In the heart of Riga, the capital of Latvia, a robot-chef is revolutionizing the restaurant scene at the Roboeatz bistro.
The innovative system was conceived by Konstantins Korcjomkins and Janis Poruks, owners of the fast food chain ‘Woki Toki,’ with the ambitious goal of transforming the culinary industry.
The Roboeatz stands out when a customer places an order for a pasta: the robotic arm automatically activates, transforming into a full-fledged digital chef.
In just five minutes, the dish is ready to be enjoyed, hot and delicious. The venue, located under an ancient concrete bridge, is designed so that customers can watch the robotic chef in action, offering a technological spectacle while experimenting with the future of dining.
The growing preference for takeout, due to the need for a green pass to consume indoors in Latvia, makes Roboeatz a convenient choice for many. Iveta Ratinika, a teacher and education consultant, praised the culinary experience and suggested that the introduction of similar robots could improve the operation of school cafeterias in the coming years.
Roboeatz’s main challenge is to cook on the go. Designed in January 2018, the robot-chef is the result of the entrepreneurial vision of Korcjomkins and Poruks, who seek to optimize the industry by reducing labor costs. However, they assure that the introduction of robots will not lead to increased unemployment, but rather replace low-paying jobs that many people would rather avoid.

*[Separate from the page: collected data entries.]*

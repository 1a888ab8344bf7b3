use std::collections::BTreeMap;
use std::fmt::{Display, Formatter};
use std::sync::Arc;
use std::time::Duration;

pub const DEFAULT_TIMEOUT_MS: u64 = 30_000;

/// HTTP GET request issued by the EODData client.
#[derive(Debug, Clone, PartialEq, Eq)]
pub struct HttpRequest {
    pub url: String,
    pub query: Vec<(String, String)>,
    pub headers: BTreeMap<String, String>,
    pub timeout_ms: u64,
}

impl HttpRequest {
    pub fn get(url: impl Into<String>) -> Self {
        Self {
            url: url.into(),
            query: Vec::new(),
            headers: BTreeMap::new(),
            timeout_ms: DEFAULT_TIMEOUT_MS,
        }
    }

    pub fn with_query(mut self, name: impl Into<String>, value: impl Into<String>) -> Self {
        self.query.push((name.into(), value.into()));
        self
    }

    pub fn with_header(mut self, name: impl Into<String>, value: impl Into<String>) -> Self {
        self.headers
            .insert(name.into().to_ascii_lowercase(), value.into());
        self
    }

    pub fn with_timeout_ms(mut self, timeout_ms: u64) -> Self {
        self.timeout_ms = timeout_ms;
        self
    }

    /// Value of a query parameter, if present.
    pub fn query_value(&self, name: &str) -> Option<&str> {
        self.query
            .iter()
            .find(|(key, _)| key == name)
            .map(|(_, value)| value.as_str())
    }

    /// Full URL with the percent-encoded query string.
    pub fn full_url(&self) -> String {
        if self.query.is_empty() {
            return self.url.clone();
        }

        let query = self
            .query
            .iter()
            .map(|(name, value)| {
                format!(
                    "{}={}",
                    urlencoding::encode(name),
                    urlencoding::encode(value)
                )
            })
            .collect::<Vec<_>>()
            .join("&");
        format!("{}?{query}", self.url)
    }
}

/// HTTP response returned by a transport.
#[derive(Debug, Clone, PartialEq, Eq)]
pub struct HttpResponse {
    pub status: u16,
    pub body: String,
}

impl HttpResponse {
    pub fn ok(body: impl Into<String>) -> Self {
        Self {
            status: 200,
            body: body.into(),
        }
    }

    pub const fn is_success(&self) -> bool {
        self.status >= 200 && self.status < 300
    }
}

/// Transport-level HTTP error.
#[derive(Debug, Clone, PartialEq, Eq)]
pub struct HttpError {
    message: String,
}

impl HttpError {
    pub fn new(message: impl Into<String>) -> Self {
        Self {
            message: message.into(),
        }
    }

    pub fn message(&self) -> &str {
        &self.message
    }
}

impl Display for HttpError {
    fn fmt(&self, f: &mut Formatter<'_>) -> std::fmt::Result {
        f.write_str(&self.message)
    }
}

impl std::error::Error for HttpError {}

/// Blocking transport used by the EODData client.
pub trait HttpClient: Send + Sync {
    fn execute(&self, request: HttpRequest) -> Result<HttpResponse, HttpError>;
}

impl<T: HttpClient + ?Sized> HttpClient for Arc<T> {
    fn execute(&self, request: HttpRequest) -> Result<HttpResponse, HttpError> {
        (**self).execute(request)
    }
}

/// Production transport backed by reqwest's blocking client.
#[derive(Debug, Clone)]
pub struct ReqwestHttpClient {
    client: Arc<reqwest::blocking::Client>,
}

impl ReqwestHttpClient {
    pub fn new() -> Self {
        Self {
            client: Arc::new(
                reqwest::blocking::Client::builder()
                    .user_agent(concat!("eodfeed/", env!("CARGO_PKG_VERSION")))
                    .build()
                    .unwrap_or_else(|_| reqwest::blocking::Client::new()),
            ),
        }
    }

    pub fn with_client(client: reqwest::blocking::Client) -> Self {
        Self {
            client: Arc::new(client),
        }
    }
}

impl Default for ReqwestHttpClient {
    fn default() -> Self {
        Self::new()
    }
}

impl HttpClient for ReqwestHttpClient {
    fn execute(&self, request: HttpRequest) -> Result<HttpResponse, HttpError> {
        let mut builder = self
            .client
            .get(&request.url)
            .query(&request.query)
            .timeout(Duration::from_millis(request.timeout_ms));

        for (name, value) in &request.headers {
            builder = builder.header(name, value);
        }

        let response = builder.send().map_err(|e| {
            if e.is_timeout() {
                HttpError::new(format!("request timeout: {e}"))
            } else if e.is_connect() {
                HttpError::new(format!("connection failed: {e}"))
            } else {
                HttpError::new(format!("request failed: {e}"))
            }
        })?;

        let status = response.status().as_u16();
        let body = response
            .text()
            .map_err(|e| HttpError::new(format!("failed to read response body: {e}")))?;

        Ok(HttpResponse { status, body })
    }
}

The trend of robotic technology in restaurants has gained interest in recent years, with initiatives such as a Parisian restaurant where robots prepare pizzas at an astonishing rate. In the United States, startup Chowbotics has introduced “Sally,” a robot that prepares salads for vending machines. In addition, a British company presented a fully automated kitchen at a considerable price.
Roboeatz, beyond food preparation, aims to improve food safety and eliminate infection risks in crowded kitchens. Its creators claim that the robot could make hundreds of recipes, taking into account consumers’ food preferences and allergies.
While the robotic arm is the least problematic part, according to Korcjomkins, the real challenge is designing an entire kitchen around the robot, including ingredients, spices and cooking utensils.
The project founders estimate that Roboeatz will pay for itself in two years, significantly reducing the labor costs associated with kitchen employees. They claim that compared to an average kitchen employee in the European Union, the robot offers significant savings, with no need for health insurance, sickness or vacation time.
With plans to expand to Canada and the United States, the Riga team will be praying for and programming additional robots.